= Work required =
I would like every line of the records below that contains the word "first" copied.

= Source data =
%%
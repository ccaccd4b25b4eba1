// SPDX-License-Identifier: MIT OR Apache-2.0
//! The [`Invoker`]: the single point through which every command call
//! passes, regardless of which surface originated it.
//!
//! Call order is fixed and not configurable per-command: exposure gate,
//! schema parse, middleware chain (wrapping the handler), then metadata
//! enrichment. A handler panic is contained and reported as
//! `COMMAND_EXECUTION_ERROR` rather than unwinding into the caller.

use crate::middleware::{Middleware, Next};
use afd_error::CommandError;
use afd_registry::{CommandRegistry, Context, HandlerFuture};
use afd_result::{error, CommandResult};
use futures::FutureExt;
use serde_json::Value;
use std::panic::AssertUnwindSafe;
use std::sync::{Arc, Mutex};
use std::time::{Duration, Instant};
use tracing::{debug, warn};

/// Chains zero or more [`Middleware`] layers around the command registry's
/// handlers and enforces the fixed call order every invocation goes
/// through.
///
/// ```
/// use afd_middleware::Invoker;
/// use afd_registry::CommandRegistry;
/// use std::sync::Arc;
///
/// let registry = Arc::new(CommandRegistry::new());
/// let invoker = Invoker::new(registry);
/// ```
pub struct Invoker {
    registry: Arc<CommandRegistry>,
    chain: Arc<[Arc<dyn Middleware>]>,
}

impl Invoker {
    /// Build an invoker with the default middleware bundle (see
    /// [`crate::default_bundle`]).
    #[must_use]
    pub fn new(registry: Arc<CommandRegistry>) -> Self {
        Self::with_middleware(registry, crate::default_bundle())
    }

    /// Build an invoker with an explicit middleware stack, outermost layer
    /// first.
    #[must_use]
    pub fn with_middleware(registry: Arc<CommandRegistry>, middleware: Vec<Arc<dyn Middleware>>) -> Self {
        Self {
            registry,
            chain: Arc::from(middleware),
        }
    }

    /// Invoke a command by name.
    ///
    /// `ctx.interface` gates exposure before `raw_input` is parsed against
    /// the command's schema; a parse failure short-circuits before any
    /// middleware runs. Metadata (`executionTimeMs`, `commandVersion`,
    /// `traceId`) is attached to every envelope this returns, overwriting
    /// whatever the handler or middleware set. `executionTimeMs` measures
    /// the handler alone, not the exposure gate, schema parse, or
    /// middleware chain — the slow-command middleware is what observes
    /// that broader span.
    pub async fn invoke(&self, name: &str, raw_input: Value, ctx: Context) -> CommandResult<Value> {
        let trace_id = ctx.trace_id.clone();
        let interface = ctx.interface.as_str();

        let Some(def) = self.registry.get(name) else {
            return self.finish(error(CommandError::command_not_found(name)), Duration::ZERO, None, trace_id);
        };

        if !def.expose.allows(interface) {
            warn!(command = name, interface, "command not exposed on this interface");
            return self.finish(
                error(CommandError::command_not_exposed(name, interface)),
                Duration::ZERO,
                def.version.clone(),
                trace_id,
            );
        }

        if ctx.cancellation.is_cancelled() {
            return self.finish(error(CommandError::cancelled()), Duration::ZERO, def.version.clone(), trace_id);
        }

        let parsed = if def.input_schema.is_valid(&raw_input) {
            raw_input
        } else {
            let messages = match def.input_schema.parse::<Value>(&raw_input) {
                afd_schema::ParseOutcome::Err(messages) => messages,
                afd_schema::ParseOutcome::Ok(_) => Vec::new(),
            };
            let err = CommandError::validation(format!("input for '{name}' failed schema validation"))
                .with_details("validationErrors", messages);
            return self.finish(error(err), Duration::ZERO, def.version.clone(), trace_id);
        };

        debug!(command = name, interface, "invoking");

        let handler_elapsed: Arc<Mutex<Duration>> = Arc::new(Mutex::new(Duration::ZERO));
        let timed_handler = time_handler(def.handler.clone(), handler_elapsed.clone());
        let next = Next::new(self.chain.clone(), timed_handler);
        let ctx = Arc::new(ctx);

        let outcome = AssertUnwindSafe(next.run(ctx.clone(), parsed)).catch_unwind().await;

        let result = match outcome {
            Ok(result) => result,
            Err(panic) => {
                let message = panic_message(&panic);
                warn!(command = name, panic = %message, "handler panicked");
                error(CommandError::execution_error(message))
            }
        };

        let result = if ctx.cancellation.is_cancelled() && result.is_success() {
            error(CommandError::cancelled())
        } else {
            result
        };

        let elapsed = *handler_elapsed.lock().unwrap();
        self.finish(result, elapsed, def.version.clone(), trace_id)
    }

    fn finish(
        &self,
        mut result: CommandResult<Value>,
        handler_elapsed: Duration,
        command_version: Option<String>,
        trace_id: String,
    ) -> CommandResult<Value> {
        let mut metadata = result.metadata.take().unwrap_or_default();
        metadata.execution_time_ms =
            Some(u64::try_from(handler_elapsed.as_millis()).unwrap_or(u64::MAX));
        metadata.command_version = command_version;
        metadata.trace_id = Some(trace_id);
        result.metadata = Some(metadata);
        result
    }
}

/// Wrap `handler` so its wall time alone — not the middleware around it —
/// lands in `elapsed` once it returns.
fn time_handler(handler: afd_registry::Handler, elapsed: Arc<Mutex<Duration>>) -> afd_registry::Handler {
    Arc::new(move |input: Value, ctx: Arc<Context>| {
        let handler = handler.clone();
        let elapsed = elapsed.clone();
        Box::pin(async move {
            let started = Instant::now();
            let result = handler(input, ctx).await;
            *elapsed.lock().unwrap() = started.elapsed();
            result
        }) as HandlerFuture
    })
}

fn panic_message(panic: &(dyn std::any::Any + Send)) -> String {
    if let Some(s) = panic.downcast_ref::<&str>() {
        (*s).to_string()
    } else if let Some(s) = panic.downcast_ref::<String>() {
        s.clone()
    } else {
        "command handler panicked".to_string()
    }
}

#[cfg(test)]
mod tests {
    use super::*;
    use afd_registry::{CommandDefinition, Interface};
    use afd_result::success;
    use afd_schema::Schema;

    fn schema() -> Arc<Schema> {
        Arc::new(Schema::from_value(serde_json::json!({
            "type": "object",
            "properties": {"name": {"type": "string"}},
            "required": ["name"],
        })).unwrap())
    }

    fn registry_with_one() -> Arc<CommandRegistry> {
        let mut reg = CommandRegistry::new();
        let handler = Arc::new(|input: Value, _ctx: Arc<Context>| {
            Box::pin(async move { success(input) }) as afd_registry::HandlerFuture
        });
        reg.register(CommandDefinition::builder("todo-echo", "echo input", schema(), handler).build())
            .unwrap();
        Arc::new(reg)
    }

    #[tokio::test]
    async fn invoke_unknown_command_returns_command_not_found() {
        let invoker = Invoker::new(registry_with_one());
        let ctx = Context::new(Interface::Direct);
        let result = invoker.invoke("todo-missing", Value::Null, ctx).await;
        assert!(result.is_failure());
        assert_eq!(result.error.unwrap().code, "COMMAND_NOT_FOUND");
    }

    #[tokio::test]
    async fn invoke_not_exposed_on_interface_short_circuits_before_schema() {
        let invoker = Invoker::new(registry_with_one());
        let ctx = Context::new(Interface::Mcp);
        // Invalid against the schema too, but exposure is checked first.
        let result = invoker.invoke("todo-echo", Value::Null, ctx).await;
        assert_eq!(result.error.unwrap().code, "COMMAND_NOT_EXPOSED");
    }

    #[tokio::test]
    async fn invoke_invalid_input_returns_validation_error() {
        let invoker = Invoker::new(registry_with_one());
        let ctx = Context::new(Interface::Agent);
        let result = invoker.invoke("todo-echo", serde_json::json!({}), ctx).await;
        assert_eq!(result.error.unwrap().code, "VALIDATION_ERROR");
    }

    #[tokio::test]
    async fn invoke_success_populates_metadata() {
        let invoker = Invoker::new(registry_with_one());
        let ctx = Context::new(Interface::Agent);
        let result = invoker
            .invoke("todo-echo", serde_json::json!({"name": "a"}), ctx)
            .await;
        assert!(result.is_success());
        let metadata = result.metadata.unwrap();
        assert!(metadata.trace_id.is_some());
    }

    #[tokio::test]
    async fn invoke_contains_handler_panic() {
        let mut reg = CommandRegistry::new();
        let handler = Arc::new(|_input: Value, _ctx: Arc<Context>| {
            Box::pin(async move { panic!("boom") }) as afd_registry::HandlerFuture
        });
        reg.register(CommandDefinition::builder("todo-boom", "panics", schema(), handler).build())
            .unwrap();
        let invoker = Invoker::new(Arc::new(reg));
        let ctx = Context::new(Interface::Agent);
        let result = invoker
            .invoke("todo-boom", serde_json::json!({"name": "a"}), ctx)
            .await;
        assert_eq!(result.error.unwrap().code, "COMMAND_EXECUTION_ERROR");
    }
}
%%
= Result of this exercise =
    /// first.
        // Invalid against the schema too, but exposure is checked first.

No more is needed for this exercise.